• _Try it_: The answer must consist of the records, repeated exactly.

• _Stored data_:
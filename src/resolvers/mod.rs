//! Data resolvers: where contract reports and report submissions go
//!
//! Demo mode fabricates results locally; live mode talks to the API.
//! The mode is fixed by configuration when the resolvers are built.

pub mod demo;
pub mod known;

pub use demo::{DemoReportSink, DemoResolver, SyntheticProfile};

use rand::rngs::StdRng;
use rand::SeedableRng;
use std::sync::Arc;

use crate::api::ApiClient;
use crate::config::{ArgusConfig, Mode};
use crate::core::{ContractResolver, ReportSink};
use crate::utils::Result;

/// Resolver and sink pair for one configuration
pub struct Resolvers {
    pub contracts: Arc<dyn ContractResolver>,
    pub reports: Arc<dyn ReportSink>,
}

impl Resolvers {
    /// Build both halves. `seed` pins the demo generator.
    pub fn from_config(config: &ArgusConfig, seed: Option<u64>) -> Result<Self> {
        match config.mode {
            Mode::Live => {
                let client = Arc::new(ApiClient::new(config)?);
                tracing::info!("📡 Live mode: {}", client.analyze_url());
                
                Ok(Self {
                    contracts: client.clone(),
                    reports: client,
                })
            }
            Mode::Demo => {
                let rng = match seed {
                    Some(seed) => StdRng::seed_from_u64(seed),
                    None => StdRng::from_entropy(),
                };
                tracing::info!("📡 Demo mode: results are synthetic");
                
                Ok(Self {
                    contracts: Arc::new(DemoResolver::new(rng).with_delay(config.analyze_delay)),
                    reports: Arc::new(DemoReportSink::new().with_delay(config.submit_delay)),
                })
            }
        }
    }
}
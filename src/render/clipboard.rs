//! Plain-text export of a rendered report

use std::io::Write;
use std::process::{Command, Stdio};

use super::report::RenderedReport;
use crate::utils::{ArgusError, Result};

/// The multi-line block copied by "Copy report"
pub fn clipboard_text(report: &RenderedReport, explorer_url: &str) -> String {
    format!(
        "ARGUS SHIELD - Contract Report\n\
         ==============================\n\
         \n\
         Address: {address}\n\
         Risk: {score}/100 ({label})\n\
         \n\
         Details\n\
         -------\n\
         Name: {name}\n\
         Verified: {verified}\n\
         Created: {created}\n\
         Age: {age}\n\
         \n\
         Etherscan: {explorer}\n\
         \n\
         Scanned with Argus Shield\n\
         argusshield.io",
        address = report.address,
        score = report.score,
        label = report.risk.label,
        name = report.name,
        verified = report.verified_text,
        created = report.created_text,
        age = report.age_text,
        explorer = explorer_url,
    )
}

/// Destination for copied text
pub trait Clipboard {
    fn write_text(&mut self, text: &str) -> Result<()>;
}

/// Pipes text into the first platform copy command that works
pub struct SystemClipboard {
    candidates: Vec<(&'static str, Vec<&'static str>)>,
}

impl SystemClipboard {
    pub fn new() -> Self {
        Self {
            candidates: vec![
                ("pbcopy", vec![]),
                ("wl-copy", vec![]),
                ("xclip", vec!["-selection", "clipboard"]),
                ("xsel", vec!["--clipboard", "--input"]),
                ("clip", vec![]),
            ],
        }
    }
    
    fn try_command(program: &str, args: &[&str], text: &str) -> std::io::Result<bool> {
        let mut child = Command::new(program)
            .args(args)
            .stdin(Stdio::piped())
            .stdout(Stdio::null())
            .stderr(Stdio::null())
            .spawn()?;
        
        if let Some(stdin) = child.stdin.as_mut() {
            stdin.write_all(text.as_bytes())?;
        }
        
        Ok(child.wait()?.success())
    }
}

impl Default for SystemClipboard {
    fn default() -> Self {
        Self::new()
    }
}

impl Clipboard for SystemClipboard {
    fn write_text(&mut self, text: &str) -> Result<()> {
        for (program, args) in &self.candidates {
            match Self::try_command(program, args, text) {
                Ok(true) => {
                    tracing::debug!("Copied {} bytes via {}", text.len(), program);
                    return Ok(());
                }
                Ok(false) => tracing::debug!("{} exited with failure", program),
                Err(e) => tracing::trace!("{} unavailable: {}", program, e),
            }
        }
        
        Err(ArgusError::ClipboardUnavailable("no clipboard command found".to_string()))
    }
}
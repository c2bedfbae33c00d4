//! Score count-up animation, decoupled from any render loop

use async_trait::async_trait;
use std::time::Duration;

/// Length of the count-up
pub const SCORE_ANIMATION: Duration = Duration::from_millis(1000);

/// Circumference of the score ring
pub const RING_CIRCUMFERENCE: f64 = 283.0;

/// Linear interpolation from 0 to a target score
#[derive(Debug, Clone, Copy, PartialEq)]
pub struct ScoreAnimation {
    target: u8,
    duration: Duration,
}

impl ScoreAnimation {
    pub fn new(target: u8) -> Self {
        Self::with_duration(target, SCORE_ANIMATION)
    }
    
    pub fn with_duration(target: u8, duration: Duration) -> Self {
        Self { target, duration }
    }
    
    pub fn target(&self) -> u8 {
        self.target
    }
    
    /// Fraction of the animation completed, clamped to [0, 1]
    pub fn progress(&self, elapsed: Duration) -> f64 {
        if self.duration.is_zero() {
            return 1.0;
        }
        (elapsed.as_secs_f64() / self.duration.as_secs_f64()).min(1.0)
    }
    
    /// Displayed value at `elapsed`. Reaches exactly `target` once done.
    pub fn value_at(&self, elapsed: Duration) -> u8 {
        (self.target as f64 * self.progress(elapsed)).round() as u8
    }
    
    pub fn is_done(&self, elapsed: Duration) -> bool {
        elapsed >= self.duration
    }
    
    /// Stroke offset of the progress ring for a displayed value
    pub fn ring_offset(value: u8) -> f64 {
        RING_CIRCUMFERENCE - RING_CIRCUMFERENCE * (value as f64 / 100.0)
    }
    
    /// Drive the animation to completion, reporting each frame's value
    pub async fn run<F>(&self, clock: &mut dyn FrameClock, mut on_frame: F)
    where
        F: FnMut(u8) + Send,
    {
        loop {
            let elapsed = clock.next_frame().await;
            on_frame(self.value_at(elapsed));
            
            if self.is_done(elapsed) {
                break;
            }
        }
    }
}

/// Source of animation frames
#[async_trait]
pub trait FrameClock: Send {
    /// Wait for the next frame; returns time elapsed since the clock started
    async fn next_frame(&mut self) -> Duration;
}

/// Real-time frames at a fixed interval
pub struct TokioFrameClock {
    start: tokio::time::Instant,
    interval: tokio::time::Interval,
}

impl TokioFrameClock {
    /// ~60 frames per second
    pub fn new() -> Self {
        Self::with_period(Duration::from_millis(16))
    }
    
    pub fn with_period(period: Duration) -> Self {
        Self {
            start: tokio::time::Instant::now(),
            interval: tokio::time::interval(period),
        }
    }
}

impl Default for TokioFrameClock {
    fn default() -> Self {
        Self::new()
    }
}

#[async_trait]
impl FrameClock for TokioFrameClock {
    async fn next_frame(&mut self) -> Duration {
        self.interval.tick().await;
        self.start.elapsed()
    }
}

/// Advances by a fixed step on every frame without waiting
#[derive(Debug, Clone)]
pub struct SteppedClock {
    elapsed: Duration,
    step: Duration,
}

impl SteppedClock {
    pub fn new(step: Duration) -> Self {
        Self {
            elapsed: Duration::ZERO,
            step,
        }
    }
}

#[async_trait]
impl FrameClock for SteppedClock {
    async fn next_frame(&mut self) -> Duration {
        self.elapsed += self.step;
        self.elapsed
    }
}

• _Solution_:
filename src/resolvers/mod.rs
//! Data resolvers: where contract reports and report submissions go
//!
//! Demo mode fabricates results locally; live mode talks to the API.
//! The mode is fixed by configuration when the resolvers are built.

pub mod demo;
pub mod known;

pub use demo::{DemoReportSink, DemoResolver, SyntheticProfile};

use rand::rngs::StdRng;
use rand::SeedableRng;
use std::sync::Arc;

use crate::api::ApiClient;
use crate::config::{ArgusConfig, Mode};
use crate::core::{ContractResolver, ReportSink};
use crate::utils::Result;

/// Resolver and sink pair for one configuration
pub struct Resolvers {
    pub contracts: Arc<dyn ContractResolver>,
    pub reports: Arc<dyn ReportSink>,
}

impl Resolvers {
    /// Build both halves. `seed` pins the demo generator.
    pub fn from_config(config: &ArgusConfig, seed: Option<u64>) -> Result<Self> {
        match config.mode {
            Mode::Live => {
                let client = Arc::new(ApiClient::new(config)?);
                tracing::info!("📡 Live mode: {}", client.analyze_url());
                
                Ok(Self {
                    contracts: client.clone(),
                    reports: client,
                })
            }
            Mode::Demo => {
                let rng = match seed {
                    Some(seed) => StdRng::seed_from_u64(seed),
                    None => StdRng::from_entropy(),
                };
                tracing::info!("📡 Demo mode: results are synthetic");
                
                Ok(Self {
                    contracts: Arc::new(DemoResolver::new(rng).with_delay(config.analyze_delay)),
                    reports: Arc::new(DemoReportSink::new().with_delay(config.submit_delay)),
                })
            }
        }
    }
}
filename src/render/clipboard.rs
//! Plain-text export of a rendered report

use std::io::Write;
use std::process::{Command, Stdio};

use super::report::RenderedReport;
use crate::utils::{ArgusError, Result};

/// The multi-line block copied by "Copy report"
pub fn clipboard_text(report: &RenderedReport, explorer_url: &str) -> String {
    format!(
        "ARGUS SHIELD - Contract Report\n\
         ==============================\n\
         \n\
         Address: {address}\n\
         Risk: {score}/100 ({label})\n\
         \n\
         Details\n\
         -------\n\
         Name: {name}\n\
         Verified: {verified}\n\
         Created: {created}\n\
         Age: {age}\n\
         \n\
         Etherscan: {explorer}\n\
         \n\
         Scanned with Argus Shield\n\
         argusshield.io",
        address = report.address,
        score = report.score,
        label = report.risk.label,
        name = report.name,
        verified = report.verified_text,
        created = report.created_text,
        age = report.age_text,
        explorer = explorer_url,
    )
}

/// Destination for copied text
pub trait Clipboard {
    fn write_text(&mut self, text: &str) -> Result<()>;
}

/// Pipes text into the first platform copy command that works
pub struct SystemClipboard {
    candidates: Vec<(&'static str, Vec<&'static str>)>,
}

impl SystemClipboard {
    pub fn new() -> Self {
        Self {
            candidates: vec![
                ("pbcopy", vec![]),
                ("wl-copy", vec![]),
                ("xclip", vec!["-selection", "clipboard"]),
                ("xsel", vec!["--clipboard", "--input"]),
                ("clip", vec![]),
            ],
        }
    }
    
    fn try_command(program: &str, args: &[&str], text: &str) -> std::io::Result<bool> {
        let mut child = Command::new(program)
            .args(args)
            .stdin(Stdio::piped())
            .stdout(Stdio::null())
            .stderr(Stdio::null())
            .spawn()?;
        
        if let Some(stdin) = child.stdin.as_mut() {
            stdin.write_all(text.as_bytes())?;
        }
        
        Ok(child.wait()?.success())
    }
}

impl Default for SystemClipboard {
    fn default() -> Self {
        Self::new()
    }
}

impl Clipboard for SystemClipboard {
    fn write_text(&mut self, text: &str) -> Result<()> {
        for (program, args) in &self.candidates {
            match Self::try_command(program, args, text) {
                Ok(true) => {
                    tracing::debug!("Copied {} bytes via {}", text.len(), program);
                    return Ok(());
                }
                Ok(false) => tracing::debug!("{} exited with failure", program),
                Err(e) => tracing::trace!("{} unavailable: {}", program, e),
            }
        }
        
        Err(ArgusError::ClipboardUnavailable("no clipboard command found".to_string()))
    }
}
repository c2bedfbae33c00d4
//! Score count-up animation, decoupled from any render loop

use async_trait::async_trait;
use std::time::Duration;

/// Length of the count-up
pub const SCORE_ANIMATION: Duration = Duration::from_millis(1000);

/// Circumference of the score ring
pub const RING_CIRCUMFERENCE: f64 = 283.0;

/// Linear interpolation from 0 to a target score
#[derive(Debug, Clone, Copy, PartialEq)]
pub struct ScoreAnimation {
    target: u8,
    duration: Duration,
}

impl ScoreAnimation {
    pub fn new(target: u8) -> Self {
        Self::with_duration(target, SCORE_ANIMATION)
    }
    
    pub fn with_duration(target: u8, duration: Duration) -> Self {
        Self { target, duration }
    }
    
    pub fn target(&self) -> u8 {
        self.target
    }
    
    /// Fraction of the animation completed, clamped to [0, 1]
    pub fn progress(&self, elapsed: Duration) -> f64 {
        if self.duration.is_zero() {
            return 1.0;
        }
        (elapsed.as_secs_f64() / self.duration.as_secs_f64()).min(1.0)
    }
    
    /// Displayed value at `elapsed`. Reaches exactly `target` once done.
    pub fn value_at(&self, elapsed: Duration) -> u8 {
        (self.target as f64 * self.progress(elapsed)).round() as u8
    }
    
    pub fn is_done(&self, elapsed: Duration) -> bool {
        elapsed >= self.duration
    }
    
    /// Stroke offset of the progress ring for a displayed value
    pub fn ring_offset(value: u8) -> f64 {
        RING_CIRCUMFERENCE - RING_CIRCUMFERENCE * (value as f64 / 100.0)
    }
    
    /// Drive the animation to completion, reporting each frame's value
    pub async fn run<F>(&self, clock: &mut dyn FrameClock, mut on_frame: F)
    where
        F: FnMut(u8) + Send,
    {
        loop {
            let elapsed = clock.next_frame().await;
            on_frame(self.value_at(elapsed));
            
            if self.is_done(elapsed) {
                break;
            }
        }
    }
}

/// Source of animation frames
#[async_trait]
pub trait FrameClock: Send {
    /// Wait for the next frame; returns time elapsed since the clock started
    async fn next_frame(&mut self) -> Duration;
}

/// Real-time frames at a fixed interval
pub struct TokioFrameClock {
    start: tokio::time::Instant,
    interval: tokio::time::Interval,
}

impl TokioFrameClock {
    /// ~60 frames per second
    pub fn new() -> Self {
        Self::with_period(Duration::from_millis(16))
    }
    
    pub fn with_period(period: Duration) -> Self {
        Self {
            start: tokio::time::Instant::now(),
            interval: tokio::time::interval(period),
        }
    }
}

impl Default for TokioFrameClock {
    fn default() -> Self {
        Self::new()
    }
}

#[async_trait]
impl FrameClock for TokioFrameClock {
    async fn next_frame(&mut self) -> Duration {
        self.interval.tick().await;
        self.start.elapsed()
    }
}

/// Advances by a fixed step on every frame without waiting
#[derive(Debug, Clone)]
pub struct SteppedClock {
    elapsed: Duration,
    step: Duration,
}

impl SteppedClock {
    pub fn new(step: Duration) -> Self {
        Self {
            elapsed: Duration::ZERO,
            step,
        }
    }
}

#[async_trait]
impl FrameClock for SteppedClock {
    async fn next_frame(&mut self) -> Duration {
        self.elapsed += self.step;
        self.elapsed
    }
}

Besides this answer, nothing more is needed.